● **Data for review**

:::

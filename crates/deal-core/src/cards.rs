//! Card definitions and the static card catalog.
//!
//! This module contains:
//! - Property colors with their completeness and rent tables
//! - Card kinds (money, property, action, rent)
//! - The `Catalog`: a deterministic mapping from card id to card definition,
//!   built once at process start and referenced everywhere by id lookup
//! - Game constants (turn budget, hand limit, win threshold, ...)

use serde::{Deserialize, Serialize};

/// Stable card identifier, assigned densely at catalog-build time.
pub type CardId = u32;

/// Identifier for a property set. Allocated by the game state.
pub type SetId = u32;

/// Player seat index (0-based, fixed at game start).
pub type PlayerId = u8;

/// Cards a player may play per turn.
pub const PLAYS_PER_TURN: u32 = 3;

/// Cards drawn at the start of a normal turn.
pub const DRAW_PER_TURN: usize = 2;

/// Cards drawn when starting a turn with an empty hand.
pub const DRAW_ON_EMPTY_HAND: usize = 5;

/// Cards dealt to each player when the game begins.
pub const DEAL_SIZE: usize = 5;

/// Maximum hand size at end of turn; excess is force-discarded.
pub const HAND_LIMIT: usize = 7;

/// Complete sets needed to win.
pub const SETS_TO_WIN: usize = 3;

/// Amount every player owes on a Birthday card.
pub const BIRTHDAY_AMOUNT: u32 = 2;

/// Amount the target owes on a Debt Collector card.
pub const DEBT_AMOUNT: u32 = 5;

/// Rent bonus added by a house on a complete set.
pub const HOUSE_RENT_BONUS: u32 = 3;

/// Rent bonus added by a hotel on a complete set.
pub const HOTEL_RENT_BONUS: u32 = 4;

/// Property colors.
#[derive(Debug, Clone, Copy, PartialEq, Eq, Hash, Serialize, Deserialize)]
pub enum Color {
    Brown,
    LightBlue,
    Pink,
    Orange,
    Red,
    Yellow,
    Green,
    DarkBlue,
    Railroad,
    Utility,
}

impl Color {
    /// All colors, in catalog order.
    pub const ALL: [Color; 10] = [
        Color::Brown,
        Color::LightBlue,
        Color::Pink,
        Color::Orange,
        Color::Red,
        Color::Yellow,
        Color::Green,
        Color::DarkBlue,
        Color::Railroad,
        Color::Utility,
    ];

    /// Number of properties of this color that make a set complete.
    pub fn required_count(self) -> usize {
        match self {
            Color::Brown | Color::DarkBlue | Color::Utility => 2,
            Color::Railroad => 4,
            _ => 3,
        }
    }

    /// Base rent per owned-property count. Indexed by `count - 1`,
    /// capped at the end of the table.
    pub fn rent_tiers(self) -> &'static [u32] {
        match self {
            Color::Brown => &[1, 2],
            Color::LightBlue => &[1, 2, 3],
            Color::Pink => &[1, 2, 4],
            Color::Orange => &[1, 3, 5],
            Color::Red => &[2, 3, 6],
            Color::Yellow => &[2, 4, 6],
            Color::Green => &[2, 4, 7],
            Color::DarkBlue => &[3, 8],
            Color::Railroad => &[1, 2, 3, 4],
            Color::Utility => &[1, 2],
        }
    }

    /// Base rent for owning `count` properties of this color.
    pub fn base_rent(self, count: usize) -> u32 {
        if count == 0 {
            return 0;
        }
        let tiers = self.rent_tiers();
        tiers[count.min(tiers.len()) - 1]
    }
}

/// Typed effects for action cards.
#[derive(Debug, Clone, Copy, PartialEq, Eq, Serialize, Deserialize)]
pub enum ActionKind {
    /// Draw two cards.
    PassGo,
    /// Charge one player a fixed debt.
    DebtCollector,
    /// Charge every player a fixed amount.
    Birthday,
    /// Steal one property from an incomplete set.
    SlyDeal,
    /// Swap one of your properties for an opponent's.
    ForcedDeal,
    /// Steal a whole complete set.
    Dealbreaker,
    /// Block (or un-block) the most recent play in an interaction.
    JustSayNo,
    /// Doubles a rent request it is attached to.
    DoubleRent,
    /// Development for a complete set.
    House,
    /// Development for a complete set that already has a house.
    Hotel,
}

/// What a card is, independent of its id and point value.
#[derive(Debug, Clone, PartialEq, Eq, Serialize, Deserialize)]
pub enum CardKind {
    /// Pure money, only ever banked or paid.
    Money,
    /// A property. One color is mono; all colors is a universal wild;
    /// two or more (but not all) is a dual wild.
    Property { colors: Vec<Color> },
    /// A typed action effect.
    Action { action: ActionKind },
    /// Rent restricted to a subset of colors. All colors = wild rent,
    /// which may target a single player.
    Rent { colors: Vec<Color> },
}

/// An immutable card definition. Cards have no identity beyond their id;
/// the catalog is the single source of truth.
#[derive(Debug, Clone, PartialEq, Eq, Serialize, Deserialize)]
pub struct Card {
    pub id: CardId,
    /// Point value when banked or offered as payment.
    pub value: u32,
    pub kind: CardKind,
}

impl Card {
    pub fn is_property(&self) -> bool {
        matches!(self.kind, CardKind::Property { .. })
    }

    /// A property valid as every color. May join sets but never found one,
    /// and is never payable.
    pub fn is_universal_wild(&self) -> bool {
        match &self.kind {
            CardKind::Property { colors } => colors.len() == Color::ALL.len(),
            _ => false,
        }
    }

    /// The colors a property or rent card supports.
    pub fn colors(&self) -> &[Color] {
        match &self.kind {
            CardKind::Property { colors } | CardKind::Rent { colors } => colors,
            _ => &[],
        }
    }

    /// The implied color of a mono property, if any.
    pub fn single_color(&self) -> Option<Color> {
        match &self.kind {
            CardKind::Property { colors } if colors.len() == 1 => Some(colors[0]),
            _ => None,
        }
    }

    pub fn is_action(&self, action: ActionKind) -> bool {
        matches!(&self.kind, CardKind::Action { action: a } if *a == action)
    }

    pub fn is_rent(&self) -> bool {
        matches!(self.kind, CardKind::Rent { .. })
    }

    /// Wild rent covers every color and is the only rent that may be
    /// explicitly targeted.
    pub fn is_wild_rent(&self) -> bool {
        match &self.kind {
            CardKind::Rent { colors } => colors.len() == Color::ALL.len(),
            _ => false,
        }
    }

    /// Whether this card may sit in a bank (money, actions and rents may;
    /// properties may not).
    pub fn is_bankable(&self) -> bool {
        !self.is_property()
    }

    pub fn is_development(&self) -> bool {
        self.is_action(ActionKind::House) || self.is_action(ActionKind::Hotel)
    }
}

/// The static card catalog: card id -> immutable definition.
///
/// Built deterministically once per process. Handlers treat a missing id as
/// a validation failure, never a crash. No mutation after construction.
#[derive(Debug, Clone, Serialize, Deserialize)]
pub struct Catalog {
    cards: Vec<Card>,
}

impl Catalog {
    /// Build the standard 106-card deck.
    pub fn standard() -> Self {
        let mut b = CatalogBuilder::default();

        // Money: 1M x6, 2M x5, 3M x3, 4M x3, 5M x2, 10M x1
        for (value, count) in [(1, 6), (2, 5), (3, 3), (4, 3), (5, 2), (10, 1)] {
            b.push_n(count, value, CardKind::Money);
        }

        // Mono properties, one per slot in the color's set requirement.
        for (color, value) in [
            (Color::Brown, 1),
            (Color::LightBlue, 1),
            (Color::Pink, 2),
            (Color::Orange, 2),
            (Color::Red, 3),
            (Color::Yellow, 3),
            (Color::Green, 4),
            (Color::DarkBlue, 4),
            (Color::Railroad, 2),
            (Color::Utility, 2),
        ] {
            b.push_n(
                color.required_count(),
                value,
                CardKind::Property {
                    colors: vec![color],
                },
            );
        }

        // Dual wilds.
        for (pair, value, count) in [
            ([Color::Pink, Color::Orange], 2, 2),
            ([Color::LightBlue, Color::Brown], 1, 1),
            ([Color::LightBlue, Color::Railroad], 4, 1),
            ([Color::DarkBlue, Color::Green], 4, 1),
            ([Color::Green, Color::Railroad], 4, 1),
            ([Color::Red, Color::Yellow], 3, 2),
            ([Color::Utility, Color::Railroad], 2, 1),
        ] {
            b.push_n(
                count,
                value,
                CardKind::Property {
                    colors: pair.to_vec(),
                },
            );
        }

        // Universal wilds: worth nothing, never payable.
        b.push_n(
            2,
            0,
            CardKind::Property {
                colors: Color::ALL.to_vec(),
            },
        );

        // Actions.
        for (action, value, count) in [
            (ActionKind::Dealbreaker, 5, 2),
            (ActionKind::JustSayNo, 4, 3),
            (ActionKind::SlyDeal, 3, 3),
            (ActionKind::ForcedDeal, 3, 4),
            (ActionKind::DebtCollector, 3, 3),
            (ActionKind::Birthday, 2, 3),
            (ActionKind::DoubleRent, 1, 2),
            (ActionKind::House, 3, 3),
            (ActionKind::Hotel, 4, 2),
            (ActionKind::PassGo, 1, 10),
        ] {
            b.push_n(count, value, CardKind::Action { action });
        }

        // Two-color rents.
        for pair in [
            [Color::DarkBlue, Color::Green],
            [Color::Brown, Color::LightBlue],
            [Color::Pink, Color::Orange],
            [Color::Railroad, Color::Utility],
            [Color::Red, Color::Yellow],
        ] {
            b.push_n(
                2,
                1,
                CardKind::Rent {
                    colors: pair.to_vec(),
                },
            );
        }

        // Wild rents.
        b.push_n(
            3,
            3,
            CardKind::Rent {
                colors: Color::ALL.to_vec(),
            },
        );

        Self { cards: b.cards }
    }

    /// Look up a card by id.
    pub fn lookup(&self, id: CardId) -> Option<&Card> {
        self.cards.get(id as usize)
    }

    /// Number of cards in the deck.
    pub fn len(&self) -> usize {
        self.cards.len()
    }

    pub fn is_empty(&self) -> bool {
        self.cards.is_empty()
    }

    /// All card ids, in catalog order. Used to seed the draw pile.
    pub fn all_ids(&self) -> Vec<CardId> {
        (0..self.cards.len() as CardId).collect()
    }

    /// Total point value of a slice of card ids. Unknown ids count zero.
    pub fn total_value(&self, ids: &[CardId]) -> u32 {
        ids.iter()
            .filter_map(|&id| self.lookup(id))
            .map(|c| c.value)
            .sum()
    }
}

#[derive(Default)]
struct CatalogBuilder {
    cards: Vec<Card>,
}

impl CatalogBuilder {
    fn push_n(&mut self, count: usize, value: u32, kind: CardKind) {
        for _ in 0..count {
            let id = self.cards.len() as CardId;
            self.cards.push(Card {
                id,
                value,
                kind: kind.clone(),
            });
        }
    }
}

:::

● **Description of the task**
Within the listing above, the lines holding "Orange" should be counted. Give only the number.

● **Problem solution**
6